■ **What is expected**: Repeat the lines of the data exactly, from the first one through the one that contains "of one registration".

■ **Extracted data**:
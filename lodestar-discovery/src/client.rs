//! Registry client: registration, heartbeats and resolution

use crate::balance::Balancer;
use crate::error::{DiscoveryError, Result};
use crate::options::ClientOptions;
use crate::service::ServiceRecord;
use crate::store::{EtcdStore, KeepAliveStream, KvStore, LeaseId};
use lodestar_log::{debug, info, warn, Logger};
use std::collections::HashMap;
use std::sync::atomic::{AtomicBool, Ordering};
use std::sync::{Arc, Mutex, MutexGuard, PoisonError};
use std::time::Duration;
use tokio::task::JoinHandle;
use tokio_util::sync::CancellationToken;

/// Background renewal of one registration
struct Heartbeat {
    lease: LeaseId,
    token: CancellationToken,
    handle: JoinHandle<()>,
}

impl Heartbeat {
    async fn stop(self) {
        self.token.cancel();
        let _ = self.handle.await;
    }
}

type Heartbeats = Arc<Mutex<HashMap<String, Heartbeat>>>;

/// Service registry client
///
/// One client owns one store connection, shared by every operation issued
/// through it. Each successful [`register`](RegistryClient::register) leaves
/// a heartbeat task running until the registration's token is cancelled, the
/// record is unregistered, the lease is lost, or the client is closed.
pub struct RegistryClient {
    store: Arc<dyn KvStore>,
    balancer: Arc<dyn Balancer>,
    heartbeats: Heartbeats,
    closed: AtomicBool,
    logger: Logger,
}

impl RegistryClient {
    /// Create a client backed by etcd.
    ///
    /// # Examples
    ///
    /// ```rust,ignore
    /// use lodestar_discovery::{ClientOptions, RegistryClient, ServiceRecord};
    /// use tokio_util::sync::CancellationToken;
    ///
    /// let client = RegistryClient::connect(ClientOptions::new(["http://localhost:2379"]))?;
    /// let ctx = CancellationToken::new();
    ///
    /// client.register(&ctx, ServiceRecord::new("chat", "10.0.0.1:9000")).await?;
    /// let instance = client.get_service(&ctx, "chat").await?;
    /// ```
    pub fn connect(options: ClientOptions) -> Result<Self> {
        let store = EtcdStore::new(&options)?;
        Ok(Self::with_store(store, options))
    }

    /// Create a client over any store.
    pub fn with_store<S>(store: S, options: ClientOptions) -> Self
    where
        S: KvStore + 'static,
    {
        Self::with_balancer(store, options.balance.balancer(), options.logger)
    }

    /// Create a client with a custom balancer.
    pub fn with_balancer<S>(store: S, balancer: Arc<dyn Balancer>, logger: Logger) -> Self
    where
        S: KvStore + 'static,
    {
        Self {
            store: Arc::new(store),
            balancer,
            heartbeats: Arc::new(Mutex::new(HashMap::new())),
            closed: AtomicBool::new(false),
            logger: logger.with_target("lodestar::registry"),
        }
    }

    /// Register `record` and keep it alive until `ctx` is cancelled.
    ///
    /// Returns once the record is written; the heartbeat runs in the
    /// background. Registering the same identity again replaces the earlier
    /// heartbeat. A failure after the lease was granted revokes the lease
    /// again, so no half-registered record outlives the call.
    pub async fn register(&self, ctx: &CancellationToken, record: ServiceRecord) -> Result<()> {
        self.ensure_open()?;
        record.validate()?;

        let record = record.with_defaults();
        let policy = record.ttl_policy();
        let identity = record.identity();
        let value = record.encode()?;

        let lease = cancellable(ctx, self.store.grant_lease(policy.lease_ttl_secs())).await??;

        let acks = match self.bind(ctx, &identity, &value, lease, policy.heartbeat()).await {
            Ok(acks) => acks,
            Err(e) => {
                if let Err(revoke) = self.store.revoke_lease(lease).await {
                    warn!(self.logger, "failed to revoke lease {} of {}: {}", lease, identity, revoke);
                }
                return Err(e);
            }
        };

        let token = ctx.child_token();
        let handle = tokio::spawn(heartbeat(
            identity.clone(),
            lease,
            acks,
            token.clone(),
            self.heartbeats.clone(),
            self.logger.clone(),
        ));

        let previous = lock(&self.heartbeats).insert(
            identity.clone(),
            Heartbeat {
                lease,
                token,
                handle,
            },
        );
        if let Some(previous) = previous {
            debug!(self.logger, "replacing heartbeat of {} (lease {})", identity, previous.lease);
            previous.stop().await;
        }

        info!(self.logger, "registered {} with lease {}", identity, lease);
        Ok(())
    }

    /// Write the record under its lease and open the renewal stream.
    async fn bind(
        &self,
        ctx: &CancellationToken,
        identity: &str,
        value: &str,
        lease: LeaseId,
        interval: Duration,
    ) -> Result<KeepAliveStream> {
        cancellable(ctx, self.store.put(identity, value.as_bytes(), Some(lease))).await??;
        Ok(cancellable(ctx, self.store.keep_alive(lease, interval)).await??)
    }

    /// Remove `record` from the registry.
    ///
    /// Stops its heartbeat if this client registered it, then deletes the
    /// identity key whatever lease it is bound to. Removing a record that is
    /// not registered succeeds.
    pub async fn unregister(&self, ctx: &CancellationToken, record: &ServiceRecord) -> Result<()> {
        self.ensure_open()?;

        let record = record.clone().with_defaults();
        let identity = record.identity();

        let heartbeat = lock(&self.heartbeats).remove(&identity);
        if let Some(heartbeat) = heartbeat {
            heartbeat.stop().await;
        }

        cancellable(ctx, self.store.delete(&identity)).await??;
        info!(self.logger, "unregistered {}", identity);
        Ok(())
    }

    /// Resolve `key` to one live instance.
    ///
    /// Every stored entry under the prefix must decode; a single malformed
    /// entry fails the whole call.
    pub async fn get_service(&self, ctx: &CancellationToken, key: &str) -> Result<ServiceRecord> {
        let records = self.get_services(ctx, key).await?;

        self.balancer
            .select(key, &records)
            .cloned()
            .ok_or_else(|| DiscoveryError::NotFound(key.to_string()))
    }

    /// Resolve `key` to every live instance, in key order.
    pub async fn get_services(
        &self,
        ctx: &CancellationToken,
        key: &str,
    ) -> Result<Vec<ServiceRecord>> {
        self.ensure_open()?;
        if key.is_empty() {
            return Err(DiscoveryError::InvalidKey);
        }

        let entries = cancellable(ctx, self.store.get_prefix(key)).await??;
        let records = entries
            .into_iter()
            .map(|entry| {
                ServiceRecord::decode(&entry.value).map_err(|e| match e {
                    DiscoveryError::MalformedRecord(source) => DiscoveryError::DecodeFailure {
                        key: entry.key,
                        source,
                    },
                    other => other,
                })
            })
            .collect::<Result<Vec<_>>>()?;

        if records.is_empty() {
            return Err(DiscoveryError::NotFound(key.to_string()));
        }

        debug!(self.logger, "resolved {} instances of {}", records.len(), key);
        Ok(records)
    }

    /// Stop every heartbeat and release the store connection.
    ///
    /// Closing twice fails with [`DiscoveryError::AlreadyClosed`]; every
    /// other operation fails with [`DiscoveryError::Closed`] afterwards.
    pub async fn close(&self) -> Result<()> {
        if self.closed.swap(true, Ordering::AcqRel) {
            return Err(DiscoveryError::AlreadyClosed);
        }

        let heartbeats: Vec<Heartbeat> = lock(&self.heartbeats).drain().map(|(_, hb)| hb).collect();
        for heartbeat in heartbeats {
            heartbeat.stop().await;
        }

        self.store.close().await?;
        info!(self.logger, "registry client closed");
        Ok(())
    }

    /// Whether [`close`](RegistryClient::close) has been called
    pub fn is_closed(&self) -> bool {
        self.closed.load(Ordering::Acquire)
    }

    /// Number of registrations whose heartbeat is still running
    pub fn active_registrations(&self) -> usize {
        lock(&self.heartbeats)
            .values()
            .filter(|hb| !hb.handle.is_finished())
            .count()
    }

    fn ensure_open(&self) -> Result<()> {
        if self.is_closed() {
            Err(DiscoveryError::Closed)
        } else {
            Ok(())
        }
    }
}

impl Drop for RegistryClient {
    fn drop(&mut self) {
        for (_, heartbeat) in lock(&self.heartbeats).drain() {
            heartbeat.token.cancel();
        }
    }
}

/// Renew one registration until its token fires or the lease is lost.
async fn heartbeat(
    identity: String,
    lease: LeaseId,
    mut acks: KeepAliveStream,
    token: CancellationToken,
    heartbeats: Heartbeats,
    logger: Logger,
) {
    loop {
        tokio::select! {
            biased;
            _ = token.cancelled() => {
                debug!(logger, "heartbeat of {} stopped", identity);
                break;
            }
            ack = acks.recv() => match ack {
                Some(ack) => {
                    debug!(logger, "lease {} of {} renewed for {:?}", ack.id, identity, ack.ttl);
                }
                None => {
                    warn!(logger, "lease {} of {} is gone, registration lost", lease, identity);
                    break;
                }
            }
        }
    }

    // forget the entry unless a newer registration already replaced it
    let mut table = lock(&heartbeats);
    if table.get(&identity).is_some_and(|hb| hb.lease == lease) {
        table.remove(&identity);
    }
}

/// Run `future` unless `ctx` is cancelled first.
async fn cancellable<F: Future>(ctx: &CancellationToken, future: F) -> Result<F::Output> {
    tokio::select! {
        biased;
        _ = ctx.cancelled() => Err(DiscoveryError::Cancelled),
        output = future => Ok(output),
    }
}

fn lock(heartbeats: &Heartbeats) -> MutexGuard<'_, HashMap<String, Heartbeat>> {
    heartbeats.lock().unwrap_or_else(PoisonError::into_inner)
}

■ **Problem solution**:
filename lodestar-discovery/src/client.rs
//! Registry client: registration, heartbeats and resolution

use crate::balance::Balancer;
use crate::error::{DiscoveryError, Result};
use crate::options::ClientOptions;
use crate::service::ServiceRecord;
use crate::store::{EtcdStore, KeepAliveStream, KvStore, LeaseId};
use lodestar_log::{debug, info, warn, Logger};
use std::collections::HashMap;
use std::sync::atomic::{AtomicBool, Ordering};
use std::sync::{Arc, Mutex, MutexGuard, PoisonError};
use std::time::Duration;
use tokio::task::JoinHandle;
use tokio_util::sync::CancellationToken;

/// Background renewal of one registration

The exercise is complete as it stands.